Segment Start: Entries shown

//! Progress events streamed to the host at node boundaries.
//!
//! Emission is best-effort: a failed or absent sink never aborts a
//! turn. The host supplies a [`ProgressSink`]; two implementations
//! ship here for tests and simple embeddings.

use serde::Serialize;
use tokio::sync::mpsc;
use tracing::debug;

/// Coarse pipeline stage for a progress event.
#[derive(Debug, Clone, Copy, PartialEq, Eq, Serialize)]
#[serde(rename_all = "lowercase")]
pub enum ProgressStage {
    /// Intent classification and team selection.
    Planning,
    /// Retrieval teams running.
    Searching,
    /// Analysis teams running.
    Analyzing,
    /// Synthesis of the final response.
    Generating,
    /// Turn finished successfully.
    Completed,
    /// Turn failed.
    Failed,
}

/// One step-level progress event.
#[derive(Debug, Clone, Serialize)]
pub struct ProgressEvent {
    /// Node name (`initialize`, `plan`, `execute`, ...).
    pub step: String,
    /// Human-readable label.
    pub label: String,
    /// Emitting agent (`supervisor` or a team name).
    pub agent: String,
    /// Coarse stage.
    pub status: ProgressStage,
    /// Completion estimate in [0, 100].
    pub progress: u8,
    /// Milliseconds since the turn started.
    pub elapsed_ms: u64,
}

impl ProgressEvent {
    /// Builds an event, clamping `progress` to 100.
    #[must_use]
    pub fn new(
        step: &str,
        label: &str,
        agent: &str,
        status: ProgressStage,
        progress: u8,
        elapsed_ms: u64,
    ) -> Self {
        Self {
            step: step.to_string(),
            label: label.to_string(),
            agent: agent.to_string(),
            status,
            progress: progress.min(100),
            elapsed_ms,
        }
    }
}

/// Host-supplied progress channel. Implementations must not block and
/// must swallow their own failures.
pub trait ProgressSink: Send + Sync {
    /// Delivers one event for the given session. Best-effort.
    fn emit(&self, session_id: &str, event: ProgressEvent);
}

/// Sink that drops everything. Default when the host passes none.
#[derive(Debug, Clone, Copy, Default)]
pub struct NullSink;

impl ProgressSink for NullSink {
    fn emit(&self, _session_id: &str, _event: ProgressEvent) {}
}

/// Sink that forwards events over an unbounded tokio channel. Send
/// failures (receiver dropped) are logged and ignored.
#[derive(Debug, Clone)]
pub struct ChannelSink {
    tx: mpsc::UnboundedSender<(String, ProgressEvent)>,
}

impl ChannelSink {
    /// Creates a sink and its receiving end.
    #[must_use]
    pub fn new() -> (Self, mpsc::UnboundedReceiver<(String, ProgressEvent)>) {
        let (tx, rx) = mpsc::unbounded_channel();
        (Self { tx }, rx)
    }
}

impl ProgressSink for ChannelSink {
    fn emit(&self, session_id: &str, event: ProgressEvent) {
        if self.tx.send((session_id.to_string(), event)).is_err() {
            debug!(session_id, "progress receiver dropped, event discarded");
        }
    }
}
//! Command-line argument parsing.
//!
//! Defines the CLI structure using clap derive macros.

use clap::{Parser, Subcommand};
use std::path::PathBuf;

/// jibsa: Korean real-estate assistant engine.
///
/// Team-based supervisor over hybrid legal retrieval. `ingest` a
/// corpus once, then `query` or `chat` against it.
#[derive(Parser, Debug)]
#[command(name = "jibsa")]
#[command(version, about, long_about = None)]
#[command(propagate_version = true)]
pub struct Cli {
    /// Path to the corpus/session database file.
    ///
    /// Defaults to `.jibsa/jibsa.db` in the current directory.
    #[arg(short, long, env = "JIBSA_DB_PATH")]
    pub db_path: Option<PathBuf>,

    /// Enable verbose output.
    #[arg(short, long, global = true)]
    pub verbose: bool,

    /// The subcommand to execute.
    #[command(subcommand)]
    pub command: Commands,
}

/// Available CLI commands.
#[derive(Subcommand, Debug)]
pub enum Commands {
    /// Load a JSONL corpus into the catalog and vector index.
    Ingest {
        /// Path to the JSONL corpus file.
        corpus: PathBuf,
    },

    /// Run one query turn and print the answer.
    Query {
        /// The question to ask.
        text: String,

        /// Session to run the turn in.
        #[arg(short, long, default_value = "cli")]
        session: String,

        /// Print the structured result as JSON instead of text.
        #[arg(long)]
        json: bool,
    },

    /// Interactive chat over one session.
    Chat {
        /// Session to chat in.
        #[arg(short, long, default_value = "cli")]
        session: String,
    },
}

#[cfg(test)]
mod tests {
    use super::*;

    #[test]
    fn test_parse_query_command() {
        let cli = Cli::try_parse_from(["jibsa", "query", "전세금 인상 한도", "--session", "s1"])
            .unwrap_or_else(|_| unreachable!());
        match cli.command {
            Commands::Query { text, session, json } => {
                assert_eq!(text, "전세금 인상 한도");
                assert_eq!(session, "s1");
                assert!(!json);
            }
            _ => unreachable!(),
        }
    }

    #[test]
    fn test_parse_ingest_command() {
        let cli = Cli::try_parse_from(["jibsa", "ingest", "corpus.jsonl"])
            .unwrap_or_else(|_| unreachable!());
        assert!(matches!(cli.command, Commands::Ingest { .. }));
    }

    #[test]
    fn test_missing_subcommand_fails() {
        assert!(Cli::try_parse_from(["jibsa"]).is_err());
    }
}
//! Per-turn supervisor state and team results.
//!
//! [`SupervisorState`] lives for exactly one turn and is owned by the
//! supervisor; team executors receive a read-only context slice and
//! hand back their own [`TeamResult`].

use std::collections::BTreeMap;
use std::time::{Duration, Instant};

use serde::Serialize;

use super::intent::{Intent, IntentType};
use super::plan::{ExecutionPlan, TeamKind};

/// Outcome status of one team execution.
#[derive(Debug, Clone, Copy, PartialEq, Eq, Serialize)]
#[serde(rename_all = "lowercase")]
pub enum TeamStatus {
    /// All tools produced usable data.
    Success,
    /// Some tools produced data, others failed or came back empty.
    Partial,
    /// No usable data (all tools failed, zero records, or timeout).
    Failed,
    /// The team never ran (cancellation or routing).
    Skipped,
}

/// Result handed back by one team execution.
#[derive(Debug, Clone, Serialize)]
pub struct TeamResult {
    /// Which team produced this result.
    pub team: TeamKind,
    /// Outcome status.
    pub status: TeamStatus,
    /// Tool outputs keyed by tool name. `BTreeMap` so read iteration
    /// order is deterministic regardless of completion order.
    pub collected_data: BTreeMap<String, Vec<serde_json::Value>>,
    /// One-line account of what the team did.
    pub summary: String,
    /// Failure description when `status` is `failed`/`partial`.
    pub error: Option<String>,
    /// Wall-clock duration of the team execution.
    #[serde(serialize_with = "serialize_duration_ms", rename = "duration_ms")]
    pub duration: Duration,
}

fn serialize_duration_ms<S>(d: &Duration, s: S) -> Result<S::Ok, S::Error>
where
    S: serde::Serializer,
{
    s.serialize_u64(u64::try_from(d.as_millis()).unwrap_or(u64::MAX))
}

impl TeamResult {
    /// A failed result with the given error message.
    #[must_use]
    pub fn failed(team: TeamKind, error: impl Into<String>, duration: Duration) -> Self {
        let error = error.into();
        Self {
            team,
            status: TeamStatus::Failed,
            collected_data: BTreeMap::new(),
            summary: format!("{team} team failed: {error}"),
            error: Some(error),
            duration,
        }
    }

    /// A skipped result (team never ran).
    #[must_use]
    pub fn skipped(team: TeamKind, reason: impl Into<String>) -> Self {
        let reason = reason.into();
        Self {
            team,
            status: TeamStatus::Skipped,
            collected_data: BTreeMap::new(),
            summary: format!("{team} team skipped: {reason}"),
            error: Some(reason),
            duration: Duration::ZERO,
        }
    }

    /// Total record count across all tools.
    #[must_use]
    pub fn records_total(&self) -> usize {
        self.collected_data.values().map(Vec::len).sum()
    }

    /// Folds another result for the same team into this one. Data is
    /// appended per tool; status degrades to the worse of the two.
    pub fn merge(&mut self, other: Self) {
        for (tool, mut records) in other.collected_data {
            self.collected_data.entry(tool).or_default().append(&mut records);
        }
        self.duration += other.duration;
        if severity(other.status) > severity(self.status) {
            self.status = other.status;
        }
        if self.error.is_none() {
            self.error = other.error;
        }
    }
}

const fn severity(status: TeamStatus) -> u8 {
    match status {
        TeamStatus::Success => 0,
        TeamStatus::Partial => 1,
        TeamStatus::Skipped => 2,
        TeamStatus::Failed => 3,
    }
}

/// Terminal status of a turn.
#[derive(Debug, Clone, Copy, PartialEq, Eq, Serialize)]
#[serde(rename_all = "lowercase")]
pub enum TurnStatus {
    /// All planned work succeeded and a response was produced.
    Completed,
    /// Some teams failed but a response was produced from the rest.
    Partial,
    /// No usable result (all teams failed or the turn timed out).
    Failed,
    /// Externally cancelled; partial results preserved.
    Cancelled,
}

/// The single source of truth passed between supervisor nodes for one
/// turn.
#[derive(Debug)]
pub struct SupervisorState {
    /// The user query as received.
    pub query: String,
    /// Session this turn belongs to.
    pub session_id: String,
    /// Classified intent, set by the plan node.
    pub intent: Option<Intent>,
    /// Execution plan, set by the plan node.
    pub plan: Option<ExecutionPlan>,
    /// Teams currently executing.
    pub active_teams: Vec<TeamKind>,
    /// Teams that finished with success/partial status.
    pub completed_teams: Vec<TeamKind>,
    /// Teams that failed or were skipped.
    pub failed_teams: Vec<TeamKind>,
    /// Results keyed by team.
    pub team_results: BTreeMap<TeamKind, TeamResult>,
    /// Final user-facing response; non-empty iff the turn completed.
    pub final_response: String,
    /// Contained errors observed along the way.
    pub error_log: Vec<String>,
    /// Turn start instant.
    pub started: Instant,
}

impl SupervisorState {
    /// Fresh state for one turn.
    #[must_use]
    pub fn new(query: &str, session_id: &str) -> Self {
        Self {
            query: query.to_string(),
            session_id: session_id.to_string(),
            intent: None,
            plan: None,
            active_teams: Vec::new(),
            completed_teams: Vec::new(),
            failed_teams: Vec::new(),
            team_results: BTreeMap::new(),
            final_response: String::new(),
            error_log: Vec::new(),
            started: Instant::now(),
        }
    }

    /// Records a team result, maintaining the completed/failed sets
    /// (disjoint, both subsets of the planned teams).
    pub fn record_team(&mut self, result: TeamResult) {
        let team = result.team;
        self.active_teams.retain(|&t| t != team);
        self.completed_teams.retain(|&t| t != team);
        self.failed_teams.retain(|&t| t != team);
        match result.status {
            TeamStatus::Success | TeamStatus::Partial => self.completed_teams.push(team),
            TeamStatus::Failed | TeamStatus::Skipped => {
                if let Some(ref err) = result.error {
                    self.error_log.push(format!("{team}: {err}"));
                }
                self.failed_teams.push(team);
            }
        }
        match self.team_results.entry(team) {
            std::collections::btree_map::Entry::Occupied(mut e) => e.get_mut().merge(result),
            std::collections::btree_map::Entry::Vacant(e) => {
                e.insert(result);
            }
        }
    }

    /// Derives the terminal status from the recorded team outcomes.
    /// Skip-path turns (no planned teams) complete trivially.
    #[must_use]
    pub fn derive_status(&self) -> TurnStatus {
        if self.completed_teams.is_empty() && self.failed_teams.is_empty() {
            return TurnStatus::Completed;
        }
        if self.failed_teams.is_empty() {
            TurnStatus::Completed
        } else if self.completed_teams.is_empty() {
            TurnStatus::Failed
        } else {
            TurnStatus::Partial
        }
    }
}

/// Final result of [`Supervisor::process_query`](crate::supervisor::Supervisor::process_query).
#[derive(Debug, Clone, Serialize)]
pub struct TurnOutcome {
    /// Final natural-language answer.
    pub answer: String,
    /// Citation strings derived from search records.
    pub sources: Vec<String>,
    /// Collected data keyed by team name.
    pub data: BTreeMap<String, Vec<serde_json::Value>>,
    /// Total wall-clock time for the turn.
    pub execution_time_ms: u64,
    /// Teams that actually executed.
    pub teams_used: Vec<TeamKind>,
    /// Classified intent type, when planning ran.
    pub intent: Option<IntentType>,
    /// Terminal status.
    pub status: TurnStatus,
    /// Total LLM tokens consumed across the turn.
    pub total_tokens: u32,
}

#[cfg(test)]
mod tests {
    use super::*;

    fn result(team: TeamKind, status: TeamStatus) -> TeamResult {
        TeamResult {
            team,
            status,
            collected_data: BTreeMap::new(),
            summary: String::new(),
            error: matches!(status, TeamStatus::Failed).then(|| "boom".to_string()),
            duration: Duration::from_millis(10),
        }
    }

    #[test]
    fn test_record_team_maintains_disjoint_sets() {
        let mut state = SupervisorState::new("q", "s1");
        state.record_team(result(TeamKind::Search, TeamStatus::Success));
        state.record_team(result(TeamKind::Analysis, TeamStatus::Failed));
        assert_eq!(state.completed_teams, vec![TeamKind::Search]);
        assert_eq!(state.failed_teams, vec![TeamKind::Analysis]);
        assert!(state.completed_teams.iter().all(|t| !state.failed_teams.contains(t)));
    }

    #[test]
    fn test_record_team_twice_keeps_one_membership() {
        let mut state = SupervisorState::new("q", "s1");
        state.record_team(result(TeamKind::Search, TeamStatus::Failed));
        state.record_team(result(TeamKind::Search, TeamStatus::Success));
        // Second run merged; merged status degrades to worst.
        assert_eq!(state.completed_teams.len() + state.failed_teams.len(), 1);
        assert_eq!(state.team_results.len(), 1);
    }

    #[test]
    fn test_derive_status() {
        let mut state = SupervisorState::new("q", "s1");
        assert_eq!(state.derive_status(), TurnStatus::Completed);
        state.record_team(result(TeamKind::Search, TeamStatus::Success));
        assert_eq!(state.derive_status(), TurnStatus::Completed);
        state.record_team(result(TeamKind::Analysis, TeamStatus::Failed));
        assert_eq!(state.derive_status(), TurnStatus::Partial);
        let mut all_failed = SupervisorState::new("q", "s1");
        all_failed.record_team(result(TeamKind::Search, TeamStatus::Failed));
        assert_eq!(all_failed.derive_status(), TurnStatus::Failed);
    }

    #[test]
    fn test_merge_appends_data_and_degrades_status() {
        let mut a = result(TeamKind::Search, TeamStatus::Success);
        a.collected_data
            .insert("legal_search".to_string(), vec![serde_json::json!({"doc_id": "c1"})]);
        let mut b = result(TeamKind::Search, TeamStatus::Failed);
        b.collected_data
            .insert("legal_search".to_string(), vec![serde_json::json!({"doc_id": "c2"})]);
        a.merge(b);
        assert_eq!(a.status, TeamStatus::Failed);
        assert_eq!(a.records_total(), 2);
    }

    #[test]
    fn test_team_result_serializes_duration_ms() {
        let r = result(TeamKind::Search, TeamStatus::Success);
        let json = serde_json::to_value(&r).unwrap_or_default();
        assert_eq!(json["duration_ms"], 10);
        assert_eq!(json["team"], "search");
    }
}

Segment End: Entries shown

Exercise details: Your output must contain exactly the lines from the one containing "b.collected_data" to the final line of the data above, and no other text.

Answer below:
        b.collected_data
            .insert("legal_search".to_string(), vec![serde_json::json!({"doc_id": "c2"})]);
        a.merge(b);
        assert_eq!(a.status, TeamStatus::Failed);
        assert_eq!(a.records_total(), 2);
    }

    #[test]
    fn test_team_result_serializes_duration_ms() {
        let r = result(TeamKind::Search, TeamStatus::Success);
        let json = serde_json::to_value(&r).unwrap_or_default();
        assert_eq!(json["duration_ms"], 10);
        assert_eq!(json["team"], "search");
    }
}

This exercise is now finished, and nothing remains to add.